For months we’ve heard about the concerns that TikTok’s Chinese data servers could be storing information from users. This uneasiness has ranged from privacy worries to genuine fears over national security.
It’s understandable. Nobody wants the Chinese to have America data on their hands, no matter how innocent their intentions. Add to the fact that so many of TikTok’s users are kids and teens, and the data concerns become even more worrisome. For what it’s worth, TikTok’s parent company, ByteDance, claims that none of TikTok’s data is subject to Chinese law and that the data lives on servers outside of China.
Earlier this summer, President Trump threatened to ban TikTok, but he later championed having an American company (or companies) purchase TikTok from its Chinese owners.
For several weeks, rumors that Microsoft would buy the social media platform swirled, and apparently they made an effort. But late last week, Oracle outbid them.
Over the weekend, President Trump stated that Oracle and Walmart would own a minority stake in TikTok Global, a new company for the app, which would have headquarters in the United States and have Americans as four of five of its board members.
The details of the deal are enough to give pause to those who were encouraged by the initial news. The Oracle and Walmart would own a combined 20% share of TikTok Global. Who would own the rest? ByteDance, of course.
Oracle says that they will store the data of Americans on their U.S. cloud servers, and ByteDance says that Oracle can look at the app’s source code but it won’t transfer its algorithms for Oracle to view.
President Trump also mentioned a $5 billion educational fund that TikTok Global would establish, which elicited a huge “HUH?” from ByteDance.
“Some news media reported that TikTok will set up a $5 billion education fund in the United States,” ByteDance said in a statement. “We would like to clarify that it was also our first time hearing about the news.”

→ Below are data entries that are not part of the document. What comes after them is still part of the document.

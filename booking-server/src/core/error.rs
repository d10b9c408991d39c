use thiserror::Error;

/// Fatal startup/runtime errors, distinct from per-request [`crate::utils::AppError`].
#[derive(Error, Debug)]
pub enum ServerError {
    #[error("Database error: {0}")]
    Database(#[from] sqlx::Error),

    #[error("Migration error: {0}")]
    Migration(#[from] sqlx::migrate::MigrateError),

    #[error("I/O error: {0}")]
    Io(#[from] std::io::Error),

    #[error("Internal error: {0}")]
    Internal(#[from] anyhow::Error),
}

pub type Result<T> = std::result::Result<T, ServerError>;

Walmart and Oracle did not mention anything about an education fund in a statement released over the weekend, but they did say that TikTok Global “will pay more than 5 billion in new tax dollars to the US Treasury.”

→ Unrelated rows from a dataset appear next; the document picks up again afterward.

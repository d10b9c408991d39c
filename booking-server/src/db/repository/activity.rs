//! Booking Activity Repository
//!
//! Append-only: there is no update or delete here by design of the audit log.

use super::RepoResult;
use shared::models::BookingActivity;
use sqlx::SqlitePool;

/// Append an activity record. Runs on the caller's executor so the audit
/// row commits (or rolls back) with the transition it describes.
///
/// The id is assigned by SQLite (AUTOINCREMENT), so id order is append order.
pub async fn append(
    db: impl sqlx::SqliteExecutor<'_>,
    booking_id: i64,
    actor_id: i64,
    actor_role: &str,
    action: &str,
    notes: Option<&str>,
    now: i64,
) -> RepoResult<()> {
    sqlx::query(
        "INSERT INTO booking_activity (booking_id, actor_id, actor_role, action, notes, created_at) \
         VALUES (?, ?, ?, ?, ?, ?)",
    )
    .bind(booking_id)
    .bind(actor_id)
    .bind(actor_role)
    .bind(action)
    .bind(notes)
    .bind(now)
    .execute(db)
    .await?;
    Ok(())
}

pub async fn find_by_booking(
    pool: &SqlitePool,
    booking_id: i64,
) -> RepoResult<Vec<BookingActivity>> {
    let rows = sqlx::query_as::<_, BookingActivity>(
        "SELECT id, booking_id, actor_id, actor_role, action, notes, created_at \
         FROM booking_activity WHERE booking_id = ? ORDER BY id",
    )
    .bind(booking_id)
    .fetch_all(pool)
    .await?;
    Ok(rows)
}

TikTok users can breathe a sigh of relief that the app won’t be subject to a ban, and the news caused the app to see a 12% increase in downloads.
But the question remains: is this deal enough? Naturally, there are still security concerns, as Florida Senator Marco Rubio has expressed:
“If China continues to control the code, as I understand they would in this deal, they could put in that code an instruction to secretly send data back to China, to the mainland. No matter where the actual data is housed there can be something embedded in that code that sends it the other way,” he said during an interview on Fox News.
And the deal won’t do much – if anything – to repair the strained relationship between the United States and China. Not that we’re looking to improve that relationship.
Concerns over human rights and intellectual property have expanded to squabbles over technology, and American investment in China has dropped to its lowest level in a dozen years.
At the end of the day, TikTok users will be happy, and Trump will get another victory lap – after Big Ten football came back last week. But what won’t change is the strain between the United States and China. It’s our new cold war, and we need as many victories as we can in it.